Martha had met people who were visitors at the Forster home. Apparently Anton was a great success. ‘Treated just like a son,’ one woman had said, with the intention of annoying Martha. ‘Or like a son-in-law?’ Martha had replied.
Granted that Anton’s efficiency had transformed a whole department administered by a friend of Mr Forster—granted that it appeared no decisions could be made without him: but how did Mr Forster deal with the fact that Anton was a German, and a well-known Red? Well, the fact that he was a German was no problem at all. Anton in the Forster house was, or had been, ‘the good German’ for as long as being German had been a difficulty. It was no longer. After all, our gallant ally, Russia, had been transformed again into a nation of serfs groaning under the tyrant Stalin, just as if the war had not occurred; and Mr Forster had done business with Germany before the war and was making arrangements to do business again. He found the Germans reliable, efficient, and good company, and the German cities were clean—it was the only country in Europe whose water he had been prepared to drink straight from the tap. Many a pleasant evening he had had with German businessmen in their beer cellars before that unfortunate business, the war, had taken place. He thought the sooner Germany was again united as a bastion against communism the better; he was most interested to hear about Anton’s political experiences in the ’thirties…and the fact that he had been a communist? Well, what more natural, if he had had a hard time as a child? Mr Forster had been a socialist himself, at university. And the fact that Anton was working class by origin? It turned out this was a point in Anton’s favour too. Mr Forster’s father had been a poor boy in Scotland, and he was disposed to approve of people getting to the top by their own ability, which was why he, Richard Forster, was in Zambesia: he was impatient of the class system of his own country.
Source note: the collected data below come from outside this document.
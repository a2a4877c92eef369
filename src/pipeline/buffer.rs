//! Holds inbound data while negotiation decides what the pipeline
//! should look like.

use bytes::Bytes;

use crate::pipeline::{Stage, StageContext};
use crate::prelude::debug;

/// A stage that buffers everything read from the transport.
///
/// Negotiation handlers install this below themselves before waiting
/// for secret delivery, so bytes that arrive early (a client's first
/// frames, a server's ClientHello) are not seen by stages that do not
/// exist yet. Removing the stage replays the buffered reads, in arrival
/// order, into whatever stage sits at its position by then.
///
/// Events, errors and writes pass through unbuffered.
#[derive(Debug, Default)]
pub struct BufferReads {
    reads: Vec<Bytes>,
    read_complete: bool,
}

impl BufferReads {
    /// An empty buffer.
    pub fn new() -> Self {
        Self::default()
    }
}

impl Stage for BufferReads {
    fn on_read(&mut self, _ctx: &mut StageContext<'_>, data: Bytes) {
        self.reads.push(data);
    }

    fn on_read_complete(&mut self, _ctx: &mut StageContext<'_>) {
        self.read_complete = true;
    }

    fn on_removed(&mut self, ctx: &mut StageContext<'_>) {
        if !self.reads.is_empty() {
            debug!("replaying {} buffered read(s)", self.reads.len());
        }
        for data in self.reads.drain(..) {
            ctx.forward_read(data);
        }
        if self.read_complete {
            ctx.forward_read_complete();
        }
    }
}
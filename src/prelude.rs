//! Internal prelude for commonly used crate utilities.

pub(crate) use crate::observability::{
    log_debug as debug, log_error as error, log_info as info, log_trace as trace,
    log_warn as warn,
};
/// One stage in a pipeline.
///
/// Every hook has a pass-through default, so a stage only implements
/// the directions it cares about. Hooks must not block; long-running
/// work belongs on the runtime, coming back via the executor.
pub trait Stage: Send {
    /// Called after the stage is inserted into the pipeline.
    fn on_added(&mut self, ctx: &mut StageContext<'_>) {
        let _ = ctx;
    }

    /// Called after the stage is removed. Forwards issued here are
    /// delivered to the stage that now occupies this position.
    fn on_removed(&mut self, ctx: &mut StageContext<'_>) {
        let _ = ctx;
    }

    /// Inbound data from the transport side.
    fn on_read(&mut self, ctx: &mut StageContext<'_>, data: Bytes) {
        ctx.forward_read(data);
    }

    /// The transport side reached end-of-stream.
    fn on_read_complete(&mut self, ctx: &mut StageContext<'_>) {
        ctx.forward_read_complete();
    }

    /// An out-of-band event travelling inbound.
    fn on_event(&mut self, ctx: &mut StageContext<'_>, event: ConnectionEvent) {
        ctx.forward_event(event);
    }

    /// An error travelling inbound.
    fn on_error(&mut self, ctx: &mut StageContext<'_>, error: Error) {
        ctx.forward_error(error);
    }

    /// Outbound data from the application side.
    fn on_write(&mut self, ctx: &mut StageContext<'_>, data: Bytes) {
        ctx.forward_write(data);
    }
}

impl Stage for Box<dyn Stage> {
    fn on_added(&mut self, ctx: &mut StageContext<'_>) {
        (**self).on_added(ctx);
    }

    fn on_removed(&mut self, ctx: &mut StageContext<'_>) {
        (**self).on_removed(ctx);
    }

    fn on_read(&mut self, ctx: &mut StageContext<'_>, data: Bytes) {
        (**self).on_read(ctx, data);
    }

    fn on_read_complete(&mut self, ctx: &mut StageContext<'_>) {
        (**self).on_read_complete(ctx);
    }

    fn on_event(&mut self, ctx: &mut StageContext<'_>, event: ConnectionEvent) {
        (**self).on_event(ctx, event);
    }

    fn on_error(&mut self, ctx: &mut StageContext<'_>, error: Error) {
        (**self).on_error(ctx, error);
    }

    fn on_write(&mut self, ctx: &mut StageContext<'_>, data: Bytes) {
        (**self).on_write(ctx, data);
    }
}

struct Entry {
    name: String,
    // Taken out for the duration of a hook call, restored after.
    stage: Option<Box<dyn Stage>>,
}

enum Op {
    Read { dest: usize, data: Bytes },
    ReadComplete { dest: usize },
    Event { dest: usize, event: ConnectionEvent },
    Error { dest: usize, error: Error },
    // `below: None` means entering from the application side.
    Write { below: Option<usize>, data: Bytes },
    AddLast { name: String, stage: Box<dyn Stage> },
    InsertBefore { anchor: String, name: String, stage: Box<dyn Stage> },
    InsertAfter { anchor: String, name: String, stage: Box<dyn Stage> },
    Replace { name: String, new_name: String, stage: Box<dyn Stage> },
    Remove { name: String },
}

/// The per-connection stage chain and its surrounding bookkeeping.
pub struct Pipeline {
    entries: Vec<Entry>,
    ops: VecDeque<Op>,
    pumping: bool,
    metadata: ConnectionMetadata,
    tasks_tx: mpsc::UnboundedSender<Task>,
    tasks_rx: mpsc::UnboundedReceiver<Task>,
    outbound: Vec<Bytes>,
    inbound: Vec<Bytes>,
    inbound_complete: bool,
    negotiation_done: bool,
    events: Vec<ConnectionEvent>,
    failed: Option<Error>,
}

impl std::fmt::Debug for Pipeline {
    fn fmt(&self, f: &mut std::fmt::Formatter<'_>) -> std::fmt::Result {
        f.debug_struct("Pipeline")
            .field("stages", &self.stage_names())
            .field("negotiation_done", &self.negotiation_done)
            .field("failed", &self.failed)
            .finish()
    }
}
So what it amounted to was: Anton was almost a son of the house,
because, not in spite of the fact, of his past. Everything that had made him, everything that had been his deepest experience, had become salt to the Forsters’ pie.
And Bettina Forster, the daughter who (as Martha was naturally predisposed to see it) was likely to have something in common with Martha? How did she see Anton, this man who was, after all, a clerk in the railways, even if her father’s closest friend did say that he couldn’t run the department without him? In what way was this woman (described as pretty, intelligent, neurotic) the successor to Grete and to Martha? It seemed she was a liberal of some kind, she thought something ought to be done about the natives, and she might even go into Parliament or the Town Council. So Anton Hesse was going to be the son-in-law of a big businessman whose rebellion against society had been exhausted after he had said he would not submit himself to the class nonsense in the old country, whose wife said he was a poor, dear, brave boy, and whose daughter would find his political experience absolutely invaluable in getting a seat on the Council or in Parliament.
And he refused to attend a meeting summoned by, or at least caused by, Solly Cohen; on the grounds that ‘he didn’t want to have anything to do with Trotskyist traitors, thanks very much!’
Solly had sent verbal invitations through Marjorie to anyone who was still interested, to meet himself and an African contact. Which African? Oh no, they must wait and see!
But Marjorie had become for all of them the source, or at least the spreading-point, of the disquiet caused by ‘the book’.